mod common;

use std::sync::atomic::{AtomicUsize, Ordering};
use std::sync::Arc;
use std::time::Duration;

use tokio::sync::mpsc;

use common::*;
use nudge::error::RespondError;
use nudge::kernel::event::ConnectionState;
use nudge::kernel::notification::{Delivery, Notification, NotificationKind};
use nudge::orchestrator::{AlertSink, Orchestrator, UiEvent, Wiring};
use nudge::store::{FeedbackPrefs, LocalStore};

#[derive(Default)]
struct CountingAlerts {
    rung: AtomicUsize,
}

impl AlertSink for CountingAlerts {
    fn alert(&self, _notification: &Notification, prefs: &FeedbackPrefs) {
        if prefs.sound {
            self.rung.fetch_add(1, Ordering::SeqCst);
        }
    }
}

struct Rig {
    orchestrator: Orchestrator,
    ui: mpsc::Receiver<UiEvent>,
    probe: TransportProbe,
    replies: Arc<FakeReplies>,
    alerts: Arc<CountingAlerts>,
}

fn rig(store: Arc<LocalStore>, script: Vec<Script>, reply_failures: usize) -> Rig {
    let (transport, probe) = FakeTransport::new(script);
    let replies = FakeReplies::new(reply_failures);
    let alerts = Arc::new(CountingAlerts::default());
    let (ui_tx, ui) = mpsc::channel(256);
    let orchestrator = Orchestrator::new(
        Wiring {
            store,
            transport,
            history: FakeHistory::empty(),
            replies: replies.clone(),
            push: None,
            alerts: alerts.clone(),
            connection: fast_config(),
            reply_retry_delay: Duration::from_secs(2),
        },
        ui_tx,
    );
    Rig {
        orchestrator,
        ui,
        probe,
        replies,
        alerts,
    }
}

fn configured_store(reply_topic: Option<&str>) -> Arc<LocalStore> {
    let store = Arc::new(LocalStore::in_memory(50, 100));
    store
        .update_settings(|s| {
            s.topic = Some("agent".into());
            s.reply_topic = reply_topic.map(String::from);
        })
        .unwrap();
    store
}

async fn next_ui_notification(ui: &mut mpsc::Receiver<UiEvent>) -> Notification {
    loop {
        if let UiEvent::Notification(n) = ui.recv().await.expect("ui channel closed") {
            return n;
        }
    }
}

async fn next_answered(ui: &mut mpsc::Receiver<UiEvent>) -> Notification {
    loop {
        if let UiEvent::Answered(n) = ui.recv().await.expect("ui channel closed") {
            return n;
        }
    }
}

#[tokio::test(start_paused = true)]
async fn test_permission_request_round_trip() {
    let mut rig = rig(configured_store(Some("agent-reply")), vec![Script::Accept], 0);
    assert!(rig.orchestrator.start());

    let link = rig.probe.links.recv().await.unwrap();
    send_text(&link, message("m1", &["lock"], &[("Allow", "OK_42"), ("Deny", "NOK_42")]));

    let shown = next_ui_notification(&mut rig.ui).await;
    assert_eq!(shown.kind, NotificationKind::Permission);
    assert_eq!(shown.correlation_id.as_deref(), Some("42"));
    assert!(!shown.answered());
    assert_eq!(rig.alerts.rung.load(Ordering::SeqCst), 1);
    assert_eq!(rig.orchestrator.state(), ConnectionState::Connected);

    let answered = rig.orchestrator.respond_with_action("m1", 0).await.unwrap();
    assert!(answered.answered());
    assert_eq!(answered.answered_with(), Some("OK_42"));
    assert_eq!(answered.delivery(), Some(Delivery::Delivered));
    assert_eq!(
        rig.replies.sent.lock().unwrap().as_slice(),
        &[("agent-reply".to_string(), "OK_42".to_string())]
    );

    let event = next_answered(&mut rig.ui).await;
    assert_eq!(event.id, "m1");
    assert!(rig.orchestrator.history()[0].answered());

    let again = rig.orchestrator.respond("m1", "NOK_42").await;
    assert!(matches!(again, Err(RespondError::AlreadyAnswered(_))));
    assert_eq!(rig.replies.sent.lock().unwrap().len(), 1);
}

#[tokio::test(start_paused = true)]
async fn test_failed_publish_still_marks_answered() {
    let mut rig = rig(configured_store(Some("agent-reply")), vec![Script::Accept], 2);
    rig.orchestrator.start();

    let link = rig.probe.links.recv().await.unwrap();
    send_text(&link, message("m1", &["question"], &[("Yes", "OK_9")]));
    next_ui_notification(&mut rig.ui).await;

    let answered = rig.orchestrator.respond("m1", "OK_9").await.unwrap();
    assert!(answered.answered());
    assert_eq!(answered.delivery(), Some(Delivery::Failed));
    // One attempt plus one retry.
    assert_eq!(rig.replies.sent.lock().unwrap().len(), 2);
}

#[tokio::test(start_paused = true)]
async fn test_single_retry_recovers_publish() {
    let mut rig = rig(configured_store(Some("agent-reply")), vec![Script::Accept], 1);
    rig.orchestrator.start();

    let link = rig.probe.links.recv().await.unwrap();
    send_text(&link, message("m1", &["point_right"], &[("A", "1_5"), ("B", "2_5")]));
    let shown = next_ui_notification(&mut rig.ui).await;
    assert_eq!(shown.kind, NotificationKind::Choice);

    let answered = rig.orchestrator.respond_with_action("m1", 1).await.unwrap();
    assert_eq!(answered.answered_with(), Some("2_5"));
    assert_eq!(answered.delivery(), Some(Delivery::Delivered));
}

#[tokio::test(start_paused = true)]
async fn test_respond_rejects_bad_requests() {
    let mut rig = rig(configured_store(None), vec![Script::Accept], 0);
    rig.orchestrator.start();

    let link = rig.probe.links.recv().await.unwrap();
    send_text(&link, message("m1", &["lock"], &[("Allow", "OK_1")]));
    next_ui_notification(&mut rig.ui).await;

    assert!(matches!(
        rig.orchestrator.respond("nope", "OK_1").await,
        Err(RespondError::UnknownNotification(_))
    ));
    assert!(matches!(
        rig.orchestrator.respond_with_action("m1", 3).await,
        Err(RespondError::NoSuchAction { index: 3, .. })
    ));
    assert!(matches!(
        rig.orchestrator.respond("m1", "OK_1").await,
        Err(RespondError::NoReplyTopic)
    ));
    assert!(rig.replies.sent.lock().unwrap().is_empty());
    assert!(!rig.orchestrator.history()[0].answered());
}

#[tokio::test(start_paused = true)]
async fn test_start_without_topic_stays_offline() {
    let rig = rig(Arc::new(LocalStore::in_memory(10, 10)), vec![Script::Accept], 0);
    assert!(!rig.orchestrator.start());
    assert_eq!(rig.orchestrator.state(), ConnectionState::Disconnected);
}

#[tokio::test(start_paused = true)]
async fn test_muted_feedback_skips_sound() {
    let mut rig = rig(configured_store(Some("agent-reply")), vec![Script::Accept], 0);
    rig.orchestrator
        .set_feedback(FeedbackPrefs {
            sound: false,
            vibrate: true,
        })
        .unwrap();
    rig.orchestrator.start();

    let link = rig.probe.links.recv().await.unwrap();
    send_text(&link, message("m1", &["warning"], &[]));
    let shown = next_ui_notification(&mut rig.ui).await;
    assert_eq!(shown.kind, NotificationKind::Decision);
    assert_eq!(rig.alerts.rung.load(Ordering::SeqCst), 0);
}

#[tokio::test(start_paused = true)]
async fn test_restart_does_not_redeliver_known_notifications() {
    let dir = tempfile::tempdir().unwrap();
    let path = dir.path().join("state.json");

    {
        let store = Arc::new(LocalStore::open(&path, 50, 100).unwrap());
        store
            .update_settings(|s| {
                s.topic = Some("agent".into());
                s.reply_topic = Some("agent-reply".into());
            })
            .unwrap();
        let mut rig = rig(store, vec![Script::Accept], 0);
        rig.orchestrator.start();
        let link = rig.probe.links.recv().await.unwrap();
        send_text(&link, message("m1", &["lock"], &[("Allow", "OK_42")]));
        next_ui_notification(&mut rig.ui).await;
        rig.orchestrator.respond_with_action("m1", 0).await.unwrap();
        rig.orchestrator.stop();
    }

    let store = Arc::new(LocalStore::open(&path, 50, 100).unwrap());
    let reopened = store.get("m1").unwrap();
    assert!(reopened.answered());
    assert_eq!(reopened.answered_with(), Some("OK_42"));

    let mut rig = rig(store, vec![Script::Accept], 0);
    rig.orchestrator.start();
    let link = rig.probe.links.recv().await.unwrap();
    send_text(&link, message("m1", &["lock"], &[("Allow", "OK_42")]));
    send_text(&link, message("m2", &["white_check_mark"], &[]));

    let shown = next_ui_notification(&mut rig.ui).await;
    assert_eq!(shown.id, "m2");
    assert_eq!(rig.alerts.rung.load(Ordering::SeqCst), 1);
    assert_eq!(rig.orchestrator.history().len(), 2);
}

#[tokio::test(start_paused = true)]
async fn test_topic_change_reconnects() {
    let mut rig = rig(
        configured_store(Some("agent-reply")),
        vec![Script::Accept, Script::Accept],
        0,
    );
    rig.orchestrator.start();
    let _first = rig.probe.links.recv().await.unwrap();

    rig.orchestrator
        .set_topics("other", Some("other-reply"))
        .await
        .unwrap();
    let second = rig.probe.links.recv().await.unwrap();
    send_text(&second, message("n1", &["lock"], &[("Allow", "OK_3")]));
    next_ui_notification(&mut rig.ui).await;

    rig.orchestrator.respond("n1", "OK_3").await.unwrap();
    let sent = rig.replies.sent.lock().unwrap().clone();
    assert_eq!(sent, vec![("other-reply".to_string(), "OK_3".to_string())]);
    assert_eq!(rig.orchestrator.settings().topic.as_deref(), Some("other"));
}

#[tokio::test(start_paused = true)]
async fn test_concurrent_answers_publish_once() {
    let mut rig = rig(configured_store(Some("agent-reply")), vec![Script::Accept], 1);
    rig.orchestrator.start();

    let link = rig.probe.links.recv().await.unwrap();
    send_text(&link, message("m1", &["lock"], &[("Allow", "OK_42"), ("Deny", "NOK_42")]));
    next_ui_notification(&mut rig.ui).await;

    let (a, b) = tokio::join!(
        rig.orchestrator.respond("m1", "OK_42"),
        rig.orchestrator.respond("m1", "NOK_42")
    );
    let (winner, loser) = match (a, b) {
        (Ok(n), Err(e)) | (Err(e), Ok(n)) => (n, e),
        other => panic!("expected exactly one answer to win, got {other:?}"),
    };
    assert!(matches!(loser, RespondError::AlreadyAnswered(_)));

    let body = winner.answered_with().unwrap().to_string();
    let sent = rig.replies.sent.lock().unwrap().clone();
    // failed attempt plus retry, both carrying the winning body
    assert_eq!(sent.len(), 2);
    assert!(sent.iter().all(|(topic, b)| topic == "agent-reply" && *b == body));
    assert_eq!(rig.orchestrator.history()[0].answered_with(), Some(body.as_str()));
}

#[tokio::test(start_paused = true)]
async fn test_invalid_topic_is_rejected_before_saving() {
    let rig = rig(configured_store(Some("agent-reply")), vec![Script::Accept], 0);
    rig.orchestrator.start();
    let before = rig.orchestrator.settings();

    assert!(rig.orchestrator.set_topics("../x", None).await.is_err());
    assert!(rig
        .orchestrator
        .set_topics("agent", Some("bad topic"))
        .await
        .is_err());
    assert_eq!(rig.orchestrator.settings(), before);
}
# # #
■ **Task brief**: Lines from the top of the data above through the line with "use nudge::kernel::event::ConnectionState;", both ends included: copy them exactly, nothing more.

■ **Response to this task**:
mod common;

use std::sync::atomic::{AtomicUsize, Ordering};
use std::sync::Arc;
use std::time::Duration;

use tokio::sync::mpsc;

use common::*;
use nudge::error::RespondError;
use nudge::kernel::event::ConnectionState;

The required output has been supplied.